BEGIN Input

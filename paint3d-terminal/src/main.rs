/// Paint3D Terminal - OBJ mesh viewer
///
/// Renders meshes with the paint3d software pipeline into the terminal.
/// Controls:
///   - M / Space: Next render mode
///   - N / Tab: Next asset
///   - WASD / Arrow Keys: Rotate the mesh while held
///   - Q / Esc: Quit
///
/// Logs go to stderr; redirect it (`2>paint3d.log`) when raising `RUST_LOG`.
use clap::Parser;
use paint3d_core::RenderMode;
use paint3d_terminal::{AssetList, Config, TerminalApp};
use std::error::Error;
use std::path::PathBuf;

#[derive(Parser, Debug)]
#[command(author, version, about, long_about = None)]
struct Args {
    /// Geometry files to cycle through, replacing the configured list
    assets: Vec<PathBuf>,

    /// TOML configuration file
    #[arg(short, long)]
    config: Option<PathBuf>,

    /// Initial render mode: point-cloud, wireframe-full, wireframe-culled,
    /// solid or solid-shaded
    #[arg(short, long)]
    mode: Option<RenderMode>,

    /// Frame rate cap
    #[arg(long)]
    fps: Option<u32>,
}

fn main() -> Result<(), Box<dyn Error>> {
    env_logger::Builder::from_env(env_logger::Env::default().default_filter_or("warn")).init();
    let args = Args::parse();

    let mut config = match &args.config {
        Some(path) => Config::load_from_file(path)?,
        None => Config::default(),
    };
    if !args.assets.is_empty() {
        config.assets = args.assets;
    }
    if let Some(mode) = args.mode {
        config.render.mode = mode;
    }
    if let Some(fps) = args.fps {
        config.render.target_fps = fps;
    }

    let mut assets = AssetList::new(config.assets.clone());
    let mesh = assets.load_first()?;

    let mut app = TerminalApp::new(&config, assets, mesh)?;
    app.run()?;
    Ok(())
}

#[cfg(test)]
mod tests {
    use super::*;
    use clap::CommandFactory;

    #[test]
    fn test_args_are_well_formed() {
        Args::command().debug_assert();
    }

    #[test]
    fn test_parse_mode_and_assets() {
        let args = Args::parse_from(["paint3d-terminal", "--mode", "wireframe-full", "a.obj", "b.obj"]);
        assert_eq!(args.mode, Some(RenderMode::WireframeFull));
        assert_eq!(args.assets, vec![PathBuf::from("a.obj"), PathBuf::from("b.obj")]);
        assert!(args.config.is_none());

        assert!(Args::try_parse_from(["paint3d-terminal", "--mode", "flat"]).is_err());
    }
}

END Input

Problem to solve – All that is wanted is the lines from the one containing "assert_eq!(args.mode, Some(RenderMode::WireframeFull));" through the last line of the records, restated word for word.

Output of the task –
        assert_eq!(args.mode, Some(RenderMode::WireframeFull));
        assert_eq!(args.assets, vec![PathBuf::from("a.obj"), PathBuf::from("b.obj")]);
        assert!(args.config.is_none());

        assert!(Args::try_parse_from(["paint3d-terminal", "--mode", "flat"]).is_err());
    }
}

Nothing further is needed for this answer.